Sobre a pena do roubo com arma de fogo

18 de outubro de 2019

Sobre a pena do roubo com arma de fogo

Como se sabe, a Lei 13.654/2018 deu nova redação ao crime de roubo com emprego de arma fogo (CP, art. 157, §2°-A, I), majorando o aumento de pena, que era de um terço até metade, para 2/3. Atualmente, portanto, se o juiz, por exemplo, aplicar uma pena de 6 anos de reclusão, aumentará 2/3, fixando a pena definitiva em 10 anos de reclusão!

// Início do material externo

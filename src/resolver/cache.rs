//! Resolution cache for bindings.
//!
//! Maps `(namespace, capability, consumer)` to the last binding produced for
//! it. Entries past their expiry read as misses but stay in place until they
//! are overwritten, evicted or purged, so a stale binding can still be offered
//! as a last resort. When `max_size` is reached the least recently used entry
//! is evicted.

use std::collections::{BTreeMap, HashMap};
use std::sync::atomic::{AtomicU64, Ordering};
use std::time::{Duration, Instant};

use parking_lot::Mutex;
use serde::{Deserialize, Serialize};

use super::binding::Binding;

/// Separate key spaces for behavioral and file-path bindings.
#[derive(Debug, Clone, Copy, PartialEq, Eq, Hash, Serialize, Deserialize)]
#[serde(rename_all = "snake_case")]
pub enum CacheNamespace {
    Capability,
    FilePath,
}

#[derive(Debug, Clone, PartialEq, Eq, Hash)]
struct CacheKey {
    namespace: CacheNamespace,
    capability: String,
    consumer: String,
}

impl CacheKey {
    fn new(namespace: CacheNamespace, capability: &str, consumer: &str) -> Self {
        Self {
            namespace,
            capability: capability.to_string(),
            consumer: consumer.to_string(),
        }
    }
}

#[derive(Debug)]
struct CacheEntry {
    binding: Binding,
    expires_at: Instant,
    last_used: u64,
}

#[derive(Debug, Default)]
struct CacheInner {
    entries: HashMap<CacheKey, CacheEntry>,
    /// Recency tick → key; the smallest tick is the LRU entry.
    recency: BTreeMap<u64, CacheKey>,
    tick: u64,
}

impl CacheInner {
    fn touch(&mut self, key: &CacheKey) {
        self.tick += 1;
        let tick = self.tick;
        if let Some(entry) = self.entries.get_mut(key) {
            self.recency.remove(&entry.last_used);
            entry.last_used = tick;
            self.recency.insert(tick, key.clone());
        }
    }

    fn remove(&mut self, key: &CacheKey) -> Option<CacheEntry> {
        let entry = self.entries.remove(key)?;
        self.recency.remove(&entry.last_used);
        Some(entry)
    }

    fn evict_lru(&mut self) -> Option<CacheKey> {
        let (_, key) = self.recency.pop_first()?;
        self.entries.remove(&key);
        Some(key)
    }
}

/// Hit/miss counters.
#[derive(Debug, Clone, Copy, Default, PartialEq, Serialize, Deserialize)]
pub struct CacheStats {
    pub hits: u64,
    pub misses: u64,
    pub evictions: u64,
    pub entries: usize,
}

impl CacheStats {
    pub fn hit_rate(&self) -> f64 {
        let total = self.hits + self.misses;
        if total == 0 {
            0.0
        } else {
            self.hits as f64 / total as f64
        }
    }
}

/// TTL + LRU cache of bindings.
#[derive(Debug)]
pub struct ResolutionCache {
    inner: Mutex<CacheInner>,
    max_size: usize,
    hits: AtomicU64,
    misses: AtomicU64,
    evictions: AtomicU64,
}

impl ResolutionCache {
    pub fn new(max_size: usize) -> Self {
        Self {
            inner: Mutex::new(CacheInner::default()),
            max_size: max_size.max(1),
            hits: AtomicU64::new(0),
            misses: AtomicU64::new(0),
            evictions: AtomicU64::new(0),
        }
    }

    /// Live binding for the key, or `None` when absent or expired.
    pub fn get(&self, namespace: CacheNamespace, capability: &str, consumer: &str) -> Option<Binding> {
        let key = CacheKey::new(namespace, capability, consumer);
        let mut inner = self.inner.lock();
        let live = match inner.entries.get(&key) {
            Some(entry) if entry.expires_at > Instant::now() => Some(entry.binding.clone()),
            _ => None,
        };
        if live.is_some() {
            inner.touch(&key);
            self.hits.fetch_add(1, Ordering::Relaxed);
        } else {
            self.misses.fetch_add(1, Ordering::Relaxed);
        }
        live
    }

    /// Expired binding still physically present for the key.
    pub fn get_stale(
        &self,
        namespace: CacheNamespace,
        capability: &str,
        consumer: &str,
    ) -> Option<Binding> {
        let key = CacheKey::new(namespace, capability, consumer);
        let inner = self.inner.lock();
        inner
            .entries
            .get(&key)
            .filter(|entry| entry.expires_at <= Instant::now())
            .map(|entry| entry.binding.clone())
    }

    /// Store `binding`, replacing any previous entry (last writer wins).
    pub fn put(
        &self,
        namespace: CacheNamespace,
        capability: &str,
        consumer: &str,
        binding: Binding,
        ttl: Duration,
    ) {
        let key = CacheKey::new(namespace, capability, consumer);
        let mut inner = self.inner.lock();
        inner.remove(&key);
        while inner.entries.len() >= self.max_size {
            match inner.evict_lru() {
                Some(evicted) => {
                    self.evictions.fetch_add(1, Ordering::Relaxed);
                    log::debug!(
                        "Evicted LRU binding for {}/{}",
                        evicted.capability,
                        evicted.consumer
                    );
                }
                None => break,
            }
        }
        inner.tick += 1;
        let tick = inner.tick;
        inner.recency.insert(tick, key.clone());
        inner.entries.insert(
            key,
            CacheEntry {
                binding,
                expires_at: Instant::now() + ttl,
                last_used: tick,
            },
        );
    }

    /// Drop the entry for one key. Returns whether something was removed.
    pub fn invalidate(&self, namespace: CacheNamespace, capability: &str, consumer: &str) -> bool {
        let key = CacheKey::new(namespace, capability, consumer);
        self.inner.lock().remove(&key).is_some()
    }

    /// Drop every entry requested as `capability` or bound against it, in
    /// every namespace and for every consumer.
    pub fn invalidate_capability(&self, capability: &str) -> usize {
        let mut inner = self.inner.lock();
        let keys: Vec<CacheKey> = inner
            .entries
            .iter()
            .filter(|(k, e)| k.capability == capability || e.binding.capability == capability)
            .map(|(k, _)| k.clone())
            .collect();
        for key in &keys {
            inner.remove(key);
        }
        keys.len()
    }

    /// Physically remove expired entries. Optional; reads already ignore them.
    pub fn purge_expired(&self) -> usize {
        let now = Instant::now();
        let mut inner = self.inner.lock();
        let expired: Vec<CacheKey> = inner
            .entries
            .iter()
            .filter(|(_, e)| e.expires_at <= now)
            .map(|(k, _)| k.clone())
            .collect();
        for key in &expired {
            inner.remove(key);
        }
        expired.len()
    }

    pub fn clear(&self) {
        let mut inner = self.inner.lock();
        inner.entries.clear();
        inner.recency.clear();
    }

    pub fn len(&self) -> usize {
        self.inner.lock().entries.len()
    }

    pub fn is_empty(&self) -> bool {
        self.len() == 0
    }

    pub fn stats(&self) -> CacheStats {
        CacheStats {
            hits: self.hits.load(Ordering::Relaxed),
            misses: self.misses.load(Ordering::Relaxed),
            evictions: self.evictions.load(Ordering::Relaxed),
            entries: self.len(),
        }
    }
}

O novo aumento é, pois, manifestamente arbitrário e desproporcional, visto que: a)o roubo, como crime violento que é, já é severamente punido com pena de 4 a 10 anos de reclusão; b)o excessivo aumento fixo de 2/3 não permite ao juiz individualizar minimamente a majorante; c)a pena mínima do roubo com emprego de arma de fogo é de 6 anos e 8 meses de reclusão; d)a violência ou grave ameaça à pessoa já integra o tipo de roubo, que muito frequentemente é cometido com emprego de arma de fogo, razão pela qual, também por isso, é evidente a desproporção do aumento previsto.

Além disso, comparado com outros delitos tão graves e análogos, a nova pena é também excessiva, já que a reforma nada alterou, por exemplo, quanto ao crime de extorsão (CP, art. 158), razão pela qual, quando houver emprego de arma (de fogo ou branca), incidirá, na extorsão, o aumento de um terço até a metade (CP, art. 158, §1°). Como é sabido, a semelhança entre tais delitos é tanta que não raro se discute se houve um ou outro.

Note-se, mais, que o próprio crime de roubo com lesão corporal grave comina pena mínima de 7 anos de reclusão (CP, art. 157, §3°, I).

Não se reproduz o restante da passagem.